_ABOUT THIS EXERCISE:_
For each line below, write it out exactly as it appears.

*** Opening GIVEN RECORDS ***

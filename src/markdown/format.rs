//! HTML pretty-printing

use super::HtmlStage;

const BLOCK_ELEMENTS: &[&str] = &[
    "address",
    "article",
    "aside",
    "blockquote",
    "dd",
    "details",
    "div",
    "dl",
    "dt",
    "figcaption",
    "figure",
    "footer",
    "h1",
    "h2",
    "h3",
    "h4",
    "h5",
    "h6",
    "header",
    "hr",
    "li",
    "main",
    "nav",
    "ol",
    "p",
    "pre",
    "section",
    "summary",
    "table",
    "tbody",
    "td",
    "tfoot",
    "th",
    "thead",
    "tr",
    "ul",
];

const VOID_ELEMENTS: &[&str] = &[
    "area", "base", "br", "col", "embed", "hr", "img", "input", "link", "meta", "source", "track",
    "wbr",
];

#[derive(Debug)]
enum Token<'a> {
    Open { name: String, raw: &'a str },
    Close { name: String, raw: &'a str },
    Text(&'a str),
}

impl Token<'_> {
    fn is_block(&self) -> bool {
        match self {
            Token::Open { name, .. } | Token::Close { name, .. } => is_block(name),
            Token::Text(_) => false,
        }
    }
}

/// Puts block elements on their own indented lines.
///
/// Only whitespace that HTML does not render is touched: whitespace next to
/// block tags is dropped, other whitespace-only runs become one space, and
/// `<pre>` contents are copied verbatim.
#[derive(Debug, Clone)]
pub struct Formatter {
    indent: usize,
}

impl Default for Formatter {
    fn default() -> Self {
        Self { indent: 2 }
    }
}

impl Formatter {
    pub fn new(indent: usize) -> Self {
        Self { indent }
    }

    pub fn format(&self, html: &str) -> String {
        let tokens = tokenize(html);
        let mut out = String::with_capacity(html.len() + html.len() / 4);
        // open block elements and whether each has a block child
        let mut stack: Vec<(String, bool)> = Vec::new();
        let mut in_pre = false;

        for (i, token) in tokens.iter().enumerate() {
            match token {
                Token::Close { name, raw } if in_pre && name != "pre" => out.push_str(raw),
                Token::Open { raw, .. } if in_pre => out.push_str(raw),
                Token::Text(text) if in_pre => out.push_str(text),

                Token::Open { name, raw } if is_block(name) => {
                    if !out.is_empty() {
                        out.push('\n');
                    }
                    self.push_indent(&mut out, stack.len());
                    out.push_str(raw);
                    if let Some(parent) = stack.last_mut() {
                        parent.1 = true;
                    }
                    if !is_void(name) && !raw.ends_with("/>") {
                        stack.push((name.clone(), false));
                        in_pre = name == "pre";
                    }
                }
                Token::Close { name, raw } if is_block(name) => {
                    if name == "pre" {
                        in_pre = false;
                    }
                    if let Some(pos) = stack.iter().rposition(|(open, _)| open == name) {
                        let has_block_child = stack[pos].1;
                        stack.truncate(pos);
                        if has_block_child {
                            out.push('\n');
                            self.push_indent(&mut out, stack.len());
                        }
                    }
                    out.push_str(raw);
                }

                Token::Text(text) if text.trim().is_empty() => {
                    let after_block = i == 0 || tokens[i - 1].is_block();
                    let before_block = tokens.get(i + 1).map_or(true, Token::is_block);
                    if !after_block && !before_block {
                        out.push(' ');
                    }
                }
                Token::Text(text) => out.push_str(text),
                Token::Open { raw, .. } | Token::Close { raw, .. } => out.push_str(raw),
            }
        }

        if !out.is_empty() {
            out.push('\n');
        }
        out
    }

    fn push_indent(&self, out: &mut String, depth: usize) {
        out.extend(std::iter::repeat(' ').take(depth * self.indent));
    }
}

impl HtmlStage for Formatter {
    fn name(&self) -> &'static str {
        "format"
    }

    fn apply(&self, html: String) -> String {
        self.format(&html)
    }
}

fn is_block(name: &str) -> bool {
    BLOCK_ELEMENTS.contains(&name)
}

fn is_void(name: &str) -> bool {
    VOID_ELEMENTS.contains(&name)
}

fn tokenize(html: &str) -> Vec<Token<'_>> {
    let mut tokens = Vec::new();
    let mut pos = 0;

    while pos < html.len() {
        if html[pos..].starts_with('<') {
            if let Some(end) = tag_end(html, pos) {
                tokens.push(tag_token(&html[pos..end]));
                pos = end;
                continue;
            }
        }
        let skip = html[pos..].chars().next().map_or(1, char::len_utf8);
        let next = html[pos + skip..]
            .find('<')
            .map_or(html.len(), |offset| pos + skip + offset);
        tokens.push(Token::Text(&html[pos..next]));
        pos = next;
    }

    tokens
}

/// Byte offset just past the `>` closing the tag that starts at `start`
fn tag_end(html: &str, start: usize) -> Option<usize> {
    let mut quote: Option<char> = None;
    for (offset, c) in html[start + 1..].char_indices() {
        match (quote, c) {
            (Some(q), c) if c == q => quote = None,
            (Some(_), _) => {}
            (None, '"') | (None, '\'') => quote = Some(c),
            (None, '>') => return Some(start + 1 + offset + 1),
            (None, '<') => return None,
            _ => {}
        }
    }
    None
}

fn tag_token(raw: &str) -> Token<'_> {
    let inner = &raw[1..raw.len() - 1];
    let (closing, inner) = match inner.strip_prefix('/') {
        Some(rest) => (true, rest),
        None => (false, inner),
    };
    if inner.starts_with('!') || inner.starts_with('?') {
        return Token::Text(raw);
    }

    let name: String = inner
        .chars()
        .take_while(|c| !c.is_whitespace() && *c != '/')
        .collect::<String>()
        .to_ascii_lowercase();
    if name.is_empty() {
        return Token::Text(raw);
    }

    if closing {
        Token::Close { name, raw }
    } else {
        Token::Open { name, raw }
    }
}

*** Closing GIVEN RECORDS ***

_ANSWER TO THIS PROBLEM:_
filename src/markdown/format.rs
//! HTML pretty-printing

use super::HtmlStage;

const BLOCK_ELEMENTS: &[&str] = &[
    "address",
    "article",
    "aside",
    "blockquote",
    "dd",
    "details",
    "div",
    "dl",
    "dt",
    "figcaption",
    "figure",
    "footer",
    "h1",
    "h2",
    "h3",
    "h4",
    "h5",
    "h6",
    "header",
    "hr",
    "li",
    "main",
    "nav",
    "ol",
    "p",
    "pre",
    "section",
    "summary",
    "table",
    "tbody",
    "td",
    "tfoot",
    "th",
    "thead",
    "tr",
    "ul",
];

const VOID_ELEMENTS: &[&str] = &[
    "area", "base", "br", "col", "embed", "hr", "img", "input", "link", "meta", "source", "track",
    "wbr",
];

#[derive(Debug)]
enum Token<'a> {
    Open { name: String, raw: &'a str },
    Close { name: String, raw: &'a str },
    Text(&'a str),
}

impl Token<'_> {
    fn is_block(&self) -> bool {
        match self {
            Token::Open { name, .. } | Token::Close { name, .. } => is_block(name),
            Token::Text(_) => false,
        }
    }
}

/// Puts block elements on their own indented lines.
///
/// Only whitespace that HTML does not render is touched: whitespace next to
/// block tags is dropped, other whitespace-only runs become one space, and
/// `<pre>` contents are copied verbatim.
#[derive(Debug, Clone)]
pub struct Formatter {
    indent: usize,
}

impl Default for Formatter {
    fn default() -> Self {
        Self { indent: 2 }
    }
}

impl Formatter {
    pub fn new(indent: usize) -> Self {
        Self { indent }
    }

    pub fn format(&self, html: &str) -> String {
        let tokens = tokenize(html);
        let mut out = String::with_capacity(html.len() + html.len() / 4);
        // open block elements and whether each has a block child
        let mut stack: Vec<(String, bool)> = Vec::new();
        let mut in_pre = false;

        for (i, token) in tokens.iter().enumerate() {
            match token {
                Token::Close { name, raw } if in_pre && name != "pre" => out.push_str(raw),
                Token::Open { raw, .. } if in_pre => out.push_str(raw),
                Token::Text(text) if in_pre => out.push_str(text),

                Token::Open { name, raw } if is_block(name) => {
                    if !out.is_empty() {
                        out.push('\n');
                    }
                    self.push_indent(&mut out, stack.len());
                    out.push_str(raw);
                    if let Some(parent) = stack.last_mut() {
                        parent.1 = true;
                    }
                    if !is_void(name) && !raw.ends_with("/>") {
                        stack.push((name.clone(), false));
                        in_pre = name == "pre";
                    }
                }
                Token::Close { name, raw } if is_block(name) => {
                    if name == "pre" {
                        in_pre = false;
                    }
                    if let Some(pos) = stack.iter().rposition(|(open, _)| open == name) {
                        let has_block_child = stack[pos].1;
                        stack.truncate(pos);
                        if has_block_child {
                            out.push('\n');
                            self.push_indent(&mut out, stack.len());
                        }
                    }
                    out.push_str(raw);
                }

                Token::Text(text) if text.trim().is_empty() => {
                    let after_block = i == 0 || tokens[i - 1].is_block();
                    let before_block = tokens.get(i + 1).map_or(true, Token::is_block);
                    if !after_block && !before_block {
                        out.push(' ');
                    }
                }
                Token::Text(text) => out.push_str(text),
                Token::Open { raw, .. } | Token::Close { raw, .. } => out.push_str(raw),
            }
        }

        if !out.is_empty() {
            out.push('\n');
        }
        out
    }

    fn push_indent(&self, out: &mut String, depth: usize) {
        out.extend(std::iter::repeat(' ').take(depth * self.indent));
    }
}

impl HtmlStage for Formatter {
    fn name(&self) -> &'static str {
        "format"
    }

    fn apply(&self, html: String) -> String {
        self.format(&html)
    }
}

fn is_block(name: &str) -> bool {
    BLOCK_ELEMENTS.contains(&name)
}

fn is_void(name: &str) -> bool {
    VOID_ELEMENTS.contains(&name)
}

fn tokenize(html: &str) -> Vec<Token<'_>> {
    let mut tokens = Vec::new();
    let mut pos = 0;

    while pos < html.len() {
        if html[pos..].starts_with('<') {
            if let Some(end) = tag_end(html, pos) {
                tokens.push(tag_token(&html[pos..end]));
                pos = end;
                continue;
            }
        }
        let skip = html[pos..].chars().next().map_or(1, char::len_utf8);
        let next = html[pos + skip..]
            .find('<')
            .map_or(html.len(), |offset| pos + skip + offset);
        tokens.push(Token::Text(&html[pos..next]));
        pos = next;
    }

    tokens
}

/// Byte offset just past the `>` closing the tag that starts at `start`
fn tag_end(html: &str, start: usize) -> Option<usize> {
    let mut quote: Option<char> = None;
    for (offset, c) in html[start + 1..].char_indices() {
        match (quote, c) {
            (Some(q), c) if c == q => quote = None,
            (Some(_), _) => {}
            (None, '"') | (None, '\'') => quote = Some(c),
            (None, '>') => return Some(start + 1 + offset + 1),
            (None, '<') => return None,
            _ => {}
        }
    }
    None
}

fn tag_token(raw: &str) -> Token<'_> {
    let inner = &raw[1..raw.len() - 1];
    let (closing, inner) = match inner.strip_prefix('/') {
        Some(rest) => (true, rest),
        None => (false, inner),
    };
    if inner.starts_with('!') || inner.starts_with('?') {
        return Token::Text(raw);
    }

    let name: String = inner
        .chars()
        .take_while(|c| !c.is_whitespace() && *c != '/')
        .collect::<String>()
        .to_ascii_lowercase();
    if name.is_empty() {
        return Token::Text(raw);
    }

    if closing {
        Token::Close { name, raw }
    } else {
        Token::Open { name, raw }
    }
}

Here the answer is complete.